The European Union is preparing to reject France’s 2015 budget, according to European officials, setting up a clash that would be the biggest test yet of new powers for Brussels that were designed to prevent a repeat of the eurozone’s sovereign-debt crisis, reports The Wall Street Journal.
French Finance Minister Michel Sapin said last month that his country would run a budget deficit of 4.3% of gross domestic product next year—far from the 3% deficit it had previously pledged. Stripping out the effects of the weak economy, the government’s planned cost cuts would amount to just 0.2% of GDP, falling short of cuts worth 0.8% that it had agreed upon with Brussels.
That could put France’s budget in “serious noncompliance” with tightened EU deficit rules, likely leading the commission to send it back to Paris for revisions, European officials said. So far, the French government has said it won’t take any extra belt-tightening measures beyond what it proposed in the spring, indicating it is ready to risk a public clash with Brussels.

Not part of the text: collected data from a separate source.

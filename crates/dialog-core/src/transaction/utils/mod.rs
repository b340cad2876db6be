//! Utility functions for transaction-core
//!
//! This module is organized into focused sub-modules for better maintainability:
//! - `dialog_utils` - Dialog-related utilities and templates
//! - `message_extractors` - Functions for extracting data from SIP messages  
//! - `response_builders` - SIP response creation utilities
//! - `transaction_helpers` - Transaction-related utilities
//! - `request_builders` - SIP request creation utilities

pub mod dialog_utils;
pub mod message_extractors;
pub mod response_builders;
pub mod transaction_helpers;
pub mod request_builders;

// Re-export everything for backward compatibility
// This ensures existing code using `use crate::transaction::utils::*` continues to work

// Dialog utilities
pub use dialog_utils::{
    DialogRequestTemplate,
    generate_branch,
    create_request_from_dialog_template,
};

// Message extractors
pub use message_extractors::{
    extract_branch,
    extract_call_id,
    extract_cseq,
    extract_client_branch_from_response,
    extract_destination,
};

// Response builders
pub use response_builders::{
    create_response,
    create_trying_response,
    create_ringing_response,
    create_ok_response,
    create_ok_response_for_bye,
    create_ok_response_for_cancel,
    create_ok_response_for_options,
    create_ok_response_for_message,
    create_ok_response_for_register,
    create_ok_response_with_dialog_info,
    create_ringing_response_with_tag,
    create_ringing_response_with_dialog_info,
};

// Transaction helpers
pub use transaction_helpers::{
    extract_transaction_parts,
    transaction_key_from_message,
    determine_transaction_kind,
};

// Request builders
pub use request_builders::{
    create_ack_from_invite,
    create_test_request,
};

#[cfg(test)]
mod tests {
    use super::*;
    use rvoip_sip_core::prelude::*;

    #[test]
    fn test_create_response() {
        let request = create_test_request(Method::Invite);
        let response = create_response(&request, StatusCode::Ok);

        // Check status code
        assert_eq!(response.status(), StatusCode::Ok);
        
        // Check version (as string instead of enum constant)
        assert_eq!(response.version.to_string(), "SIP/2.0");
        
        // Check headers were copied correctly
        if let Some(TypedHeader::Via(via)) = response.header(&HeaderName::Via) {
            // Use proper accessors for Via
            let via_header = via.headers().first().unwrap();
            assert_eq!(via_header.sent_by_host, Host::Domain("example.com".to_string()));
            // Branch should exist but we don't check its exact value since it's generated
            assert!(via.branch().is_some());
        } else {
            panic!("Missing Via header in response");
        }
        
        if let Some(TypedHeader::From(from)) = response.header(&HeaderName::From) {
            assert_eq!(from.address().uri.host, Host::Domain("example.com".to_string()));
        } else {
            panic!("Missing From header in response");
        }
        
        if let Some(TypedHeader::To(to)) = response.header(&HeaderName::To) {
            assert_eq!(to.address().uri.host, Host::Domain("example.net".to_string()));
            assert!(to.tag().is_none(), "To tag should not be present");
        } else {
            panic!("Missing To header in response");
        }
        
        if let Some(TypedHeader::CallId(_)) = response.header(&HeaderName::CallId) {
            // Call-ID exists, which is what we care about
        } else {
            panic!("Missing Call-ID header in response");
        }
        
        if let Some(TypedHeader::CSeq(cseq)) = response.header(&HeaderName::CSeq) {
            assert_eq!(*cseq.method(), Method::Invite);
            assert_eq!(cseq.sequence(), 1);
        } else {
            panic!("Missing CSeq header in response");
        }
        
        if let Some(TypedHeader::ContentLength(content_length)) = response.header(&HeaderName::ContentLength) {
            assert_eq!(content_length.0, 0);
        } else {
            panic!("Missing Content-Length header in response");
        }
    }

    #[test]
    fn test_create_response_with_to_tag() {
        let request = create_test_request(Method::Invite);
        let mut response = create_response(&request, StatusCode::Ok);

        // Add a tag to the To header
        if let Some(TypedHeader::To(to)) = response.header(&HeaderName::To) {
            // Create a new To header with a tag
            let new_to = to.clone().with_tag("totag");
            
            // Replace the To header
            response.headers.retain(|h| !matches!(h, TypedHeader::To(_)));
            response.headers.push(TypedHeader::To(new_to));
        }

        // Check status code is correct
        assert_eq!(response.status(), StatusCode::Ok);
        
        // Check Via header was copied correctly
        if let Some(TypedHeader::Via(via)) = response.header(&HeaderName::Via) {
            // Use proper accessors for Via
            let via_header = via.headers().first().unwrap();
            assert_eq!(via_header.sent_by_host, Host::Domain("example.com".to_string()));
            // We only check that a branch exists, not its specific value
            assert!(via.branch().is_some());
        } else {
            panic!("Missing Via header in response");
        }
        
        // Check the To header now has a tag
        if let Some(TypedHeader::To(to)) = response.header(&HeaderName::To) {
            assert_eq!(to.tag().unwrap(), "totag");
        } else {
            panic!("Missing To header in response");
        }
    }

    #[test]
    fn test_create_trying_response() {
        let request = create_test_request(Method::Invite);
        let response = create_response(&request, StatusCode::Trying);
        assert_eq!(response.status(), StatusCode::Trying);
        
        if let Some(TypedHeader::CSeq(cseq)) = response.header(&HeaderName::CSeq) {
            assert_eq!(*cseq.method(), Method::Invite);
        } else {
            panic!("Missing CSeq header in response");
        }
    }

    #[test]
    fn test_create_ringing_response() {
        let request = create_test_request(Method::Invite);
        let response = create_response(&request, StatusCode::Ringing);
        assert_eq!(response.status(), StatusCode::Ringing);
        
        if let Some(TypedHeader::CSeq(cseq)) = response.header(&HeaderName::CSeq) {
            assert_eq!(*cseq.method(), Method::Invite);
        } else {
            panic!("Missing CSeq header in response");
        }
    }

    #[test]
    fn test_create_ok_response() {
        let request = create_test_request(Method::Invite);
        let response = create_response(&request, StatusCode::Ok);
        assert_eq!(response.status(), StatusCode::Ok);
        
        if let Some(TypedHeader::CSeq(cseq)) = response.header(&HeaderName::CSeq) {
            assert_eq!(*cseq.method(), Method::Invite);
        } else {
            panic!("Missing CSeq header in response");
        }
    }
}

“People are ready to let the big boys in Brussels reject the budget,” a European official said.
The conflict with France could be joined by a budget fight with Italy, which has also said that it will miss budget targets. Italy has more leeway because its past budgets have run lower deficits than France’s, but a senior EU official called a decision about whether to confront Italy “borderline.”
The credibility of Brussels’ new powers threatens to be seriously undermined if big countries such as France and Italy are able to flout the new rules—which give the European Commission the right to demand changes to proposed budgets before they are presented to national parliaments. It would signal the tough budget regime can only be imposed on the eurozone’s smaller economies, such as Greece and Portugal.
Some European officials have drawn parallels with the way France and Germany ignored deficit limits a decade ago without consequences, a step that they believe fatally weakened budget discipline in the bloc. “What people underestimate is that what’s at stake is the entire credibility of the rules,” one of the officials said.